In this article, we take a look at what proof-of-stake blockchains are, how crypto users actually earn money through crypto staking, the risks involved, and why it is considered a more sustainable option than mining.
What are proof-of-stake blockchains?
Proof-of-stake (PoS) blockchains are a type of blockchain network that employ a validation mechanism called proof-of-stake. Some examples include Ethereum (ETH), Cardano (ADA), Polkadot (DOT), Solana (SOL) and Tezos (XTZ). PoS blockchains aim to provide a more efficient, scalable and environmentally sustainable solution compared to other mechanisms such as proof-of-work (PoW), used by Bitcoin, for example.
In PoS blockchains, participants (also known as validators) validate new blocks of transactions based on the amount of cryptocurrency they hold and are willing to “stake” as collateral. They are then rewarded for their work and staking with more cryptocurrency. The more a validator stakes, the higher the chance of being selected to validate the next block and thus earn rewards. However, they are only rewarded if their work is accurate. If they attempt malicious behavior or fail to validate correctly, they can be penalized by losing a portion of their staked assets.
How much can you earn through crypto staking?
The amount you can earn through crypto staking depends on several factors, such as the cryptocurrency you stake, the platform you use, and the total number of participants. For example, Ethereum, Cardano, and Polkadot often offer annual rewards of between 5% and 20%. But these rates are not set in stone, and fluctuate based on how many people are staking and the total rewards available. Generally speaking, the more people staking their coins, the lower the individual reward, as the fixed reward pool is spread among a larger group. Some platforms take a portion of these rewards as fees, while others pass the entire amount on to users.
What risks are involved in crypto staking?
While crypto staking offers users the chance to earn more cryptocurrency, it also comes with inherent risks that potential validators need to be aware of. One of the main risks is regulatory uncertainty, as evidenced when the Securities and Exchange Commission (SEC) took action against the crypto exchange Kraken for unregistered staking services. The volatility of the crypto market also means that while staking can prove lucrative if the staked cryptocurrency suddenly drops in value, the validator may face significant financial losses as their assets lose liquidity in the staking process.

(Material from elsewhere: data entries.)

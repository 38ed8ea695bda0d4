//! Error types and reporting for the shell.
//!
//! Every stage of line processing returns `ShellError` instead of bare strings:
//! - Error kind (syntax, resource exhaustion, spawn/exec failure, etc.)
//! - Human-readable message
//! - Optional hint about what the user can do about it
//! - Optional position of the offending input

use std::fmt;
use std::io;

/// Categorized error types, one per failure class of the line pipeline.
#[derive(Debug, Clone, Copy, PartialEq, Eq)]
pub enum ErrorKind {
    /// Malformed input: unterminated quote (strict profile) or empty pipeline segment
    Syntax,
    /// Descriptor or pipe creation failure
    Resource,
    /// The process-creation primitive failed
    Spawn,
    /// The requested program image could not be loaded
    Exec,
    /// Builtin invoked with missing or invalid arguments
    BuiltinUsage,
    /// Error loading/parsing configuration
    Config,
}

impl ErrorKind {
    fn label(self) -> Option<&'static str> {
        match self {
            ErrorKind::Syntax => Some("syntax error"),
            ErrorKind::Resource => Some("resource error"),
            ErrorKind::BuiltinUsage => Some("usage"),
            // Spawn and exec messages lead with the command name, config
            // messages with `config:<line>`.
            ErrorKind::Spawn | ErrorKind::Exec | ErrorKind::Config => None,
        }
    }
}

/// Rich error type with context information
#[derive(Debug, Clone)]
pub struct ShellError {
    pub kind: ErrorKind,
    pub message: String,
    /// Additional context explaining what was being processed
    pub context: Option<String>,
    /// Character offset for tokenizer errors, token index for pipeline errors
    pub position: Option<usize>,
    /// Underlying OS error class, when the failure came from a syscall
    pub io_kind: Option<io::ErrorKind>,
}

impl ShellError {
    /// Create a new error with just the kind and message
    pub fn new(kind: ErrorKind, message: impl Into<String>) -> Self {
        ShellError {
            kind,
            message: message.into(),
            context: None,
            position: None,
            io_kind: None,
        }
    }

    /// Add context string (e.g., "usage: cd <dir>")
    pub fn with_context(mut self, context: impl Into<String>) -> Self {
        self.context = Some(context.into());
        self
    }

    pub fn with_position(mut self, pos: usize) -> Self {
        self.position = Some(pos);
        self
    }

    pub fn with_io_kind(mut self, kind: io::ErrorKind) -> Self {
        self.io_kind = Some(kind);
        self
    }

    /// Status recorded for a line that failed with this error.
    pub fn exit_status(&self) -> i32 {
        match self.kind {
            ErrorKind::Syntax | ErrorKind::BuiltinUsage | ErrorKind::Config => 2,
            ErrorKind::Resource | ErrorKind::Spawn => 1,
            ErrorKind::Exec => match self.io_kind {
                Some(io::ErrorKind::NotFound) => 127,
                _ => 126,
            },
        }
    }

    /// Format error with a snippet of the input showing where the problem is.
    ///
    /// Only meaningful for tokenizer errors, whose position is a character offset.
    pub fn display_with_input(&self, input: &str) -> String {
        let mut msg = self.display_simple();
        let Some(pos) = self.position else {
            return msg;
        };
        let chars: Vec<char> = input.chars().collect();
        if pos < chars.len() {
            let start = pos.saturating_sub(15);
            let end = (pos + 15).min(chars.len());
            let snippet: String = chars[start..end].iter().collect();
            msg.push_str(&format!("\n  near: '{snippet}'\n"));
            // Nine columns of `  near: '` precede the snippet.
            msg.push_str(&format!("{}^", " ".repeat(pos - start + 9)));
        } else {
            msg.push_str(&format!("\n  at position {pos} (end of input)"));
        }
        msg
    }

    /// Simplified display without input context
    pub fn display_simple(&self) -> String {
        let mut msg = match self.kind.label() {
            Some(label) => format!("{label}: {}", self.message),
            None => self.message.clone(),
        };
        if let Some(context) = &self.context {
            msg.push_str(&format!("\n  hint: {context}"));
        }
        msg
    }
}

impl fmt::Display for ShellError {
    fn fmt(&self, f: &mut fmt::Formatter) -> fmt::Result {
        write!(f, "{}", self.display_simple())
    }
}

impl std::error::Error for ShellError {}

/// Convenience type alias for Results with ShellError
pub type ShellResult<T> = Result<T, ShellError>;
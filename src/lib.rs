//! Line-to-process core of the `seash` shell.
//!
//! This crate exposes the tokenizer, pipeline planner, glob expansion,
//! builtins and launcher so fuzz targets and tests can link them without
//! pulling in the interactive deps the binary needs.

pub mod builtins;
pub mod config;
pub mod error;
pub mod execution;
pub mod expansion;
#[cfg(feature = "expansion")]
pub mod interpreter;
pub mod parse;

/// Prefix of every diagnostic the shell prints.
pub const SHELL_NAME: &str = "seash";

pub use builtins::{BuiltinIo, BuiltinTable, Flow};
pub use error::{ErrorKind, ShellError, ShellResult};
pub use execution::{launch, LaunchOutcome};
pub use parse::{CommandSegment, PipelinePlan};

#[cfg(feature = "expansion")]
pub use expansion::{expand_globs, expand_token};
#[cfg(feature = "expansion")]
pub use interpreter::Interpreter;

/// Tokenize a shell command line into raw tokens.
pub fn parse_tokens(input: &str, strict_quotes: bool) -> ShellResult<Vec<String>> {
    if strict_quotes {
        parse::parse_line(input)
    } else {
        Ok(parse::parse_line_lenient(input))
    }
}

/// Split a token stream into pipeline stages.
pub fn parse_pipeline(tokens: Vec<String>) -> ShellResult<PipelinePlan> {
    parse::split_pipeline(tokens)
}

/// Fuzz helper for parser-only targets.
pub fn fuzz_parse_bytes(data: &[u8]) {
    let input = String::from_utf8_lossy(data);
    let lenient = parse::parse_line_lenient(&input);
    if let Ok(strict) = parse::parse_line(&input) {
        assert_eq!(strict, lenient);
    }
    if let Ok(plan) = parse::split_pipeline(lenient) {
        assert!(plan.segments().iter().all(|segment| !segment.argv().is_empty()));
    }
}

/// Fuzz helper for parser+expansion targets.
#[cfg(feature = "expansion")]
pub fn fuzz_expand_bytes(data: &[u8]) {
    let input = String::from_utf8_lossy(data);
    let tokens = parse::parse_line_lenient(&input);
    let expanded = expansion::expand_globs(tokens);
    let _ = parse::split_pipeline(expanded);
}
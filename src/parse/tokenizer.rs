//! Tokenizer for shell input.
//!
//! Uses Normal/Single/Double modes to resolve quoting while emitting a flat
//! token stream for the pipeline planner.
//!
//! Escape policy: outside single quotes a backslash makes the next character
//! literal and is dropped itself; a backslash with nothing after it is dropped
//! too. Inside single quotes a backslash is an ordinary character.
//!
//! Only an unquoted, unescaped space separates tokens. Tabs are ordinary
//! characters.
use crate::error::{ErrorKind, ShellError, ShellResult};

#[derive(Copy, Clone, Eq, PartialEq)]
enum ParseMode {
    Normal,
    Single,
    Double,
}

/// Tokenize rejecting unterminated quotes.
pub fn parse_line(input: &str) -> ShellResult<Vec<String>> {
    parse_line_with_mode(input, false)
}

/// Tokenize accepting unterminated quotes; whatever was accumulated is kept.
pub fn parse_line_lenient(input: &str) -> Vec<String> {
    // Lenient mode has no failure path.
    parse_line_with_mode(input, true).unwrap_or_default()
}

fn parse_line_with_mode(input: &str, lenient: bool) -> ShellResult<Vec<String>> {
    let mut args = Vec::new();
    let mut buf = String::new();
    let mut chars = input.chars().enumerate();
    let mut mode = ParseMode::Normal;
    // Offset of the quote that opened the current quoted run.
    let mut quote_start = 0usize;

    while let Some((pos, ch)) = chars.next() {
        match mode {
            ParseMode::Normal => match ch {
                ' ' => {
                    if !buf.is_empty() {
                        args.push(std::mem::take(&mut buf));
                    }
                }
                '\\' => {
                    if let Some((_, next)) = chars.next() {
                        buf.push(next);
                    }
                }
                '\'' => {
                    mode = ParseMode::Single;
                    quote_start = pos;
                }
                '"' => {
                    mode = ParseMode::Double;
                    quote_start = pos;
                }
                _ => buf.push(ch),
            },
            ParseMode::Single => {
                if ch == '\'' {
                    mode = ParseMode::Normal;
                } else {
                    buf.push(ch);
                }
            }
            ParseMode::Double => match ch {
                '"' => mode = ParseMode::Normal,
                '\\' => {
                    if let Some((_, next)) = chars.next() {
                        buf.push(next);
                    }
                }
                _ => buf.push(ch),
            },
        }
    }

    if mode != ParseMode::Normal && !lenient {
        let quote_char = if mode == ParseMode::Single { "'" } else { "\"" };
        return Err(ShellError::new(
            ErrorKind::Syntax,
            format!("unterminated {quote_char} quote"),
        )
        .with_context(format!("close the quote opened at column {}", quote_start + 1))
        .with_position(quote_start));
    }

    if !buf.is_empty() {
        args.push(buf);
    }

    Ok(args)
}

Once staked, crypto assets are locked up in the staking process, making it riskier during periods of greater volatility. Security risks, such as hacking also remain a concern, even for well-established platforms. In an attempt to mitigate this risk, some validators choose to stake their tokens using hardware wallets (offline and unhackable), although it can make the crypto staking process more complicated.
Why is crypto staking considered sustainable?
Crypto staking is often praised as being a more sustainable validation method to other crypto mining strategies that rely on the proof-of-work (PoW) mechanism. PoW, used by networks such as Bitcoin, requires substantial computational resources to solve complex mathematical problems. According to the U.S. Energy Information Administration, cryptocurrency mining probably represents from 0.6% to 2.3% of U.S. electricity consumption.
Comparatively, data from the Cambridge Centre for Alternative Finance suggests that Ethereum represents 0.005% of the power demand of Bitcoin, largely due to its different consensus mechanism. Studies are ongoing to determine the overall impact of the crypto industry on the energy system, while many companies in the industry are actively looking for more sustainable ways to power their operations, such as relocating their facilities to gain closer access to renewable energy sources.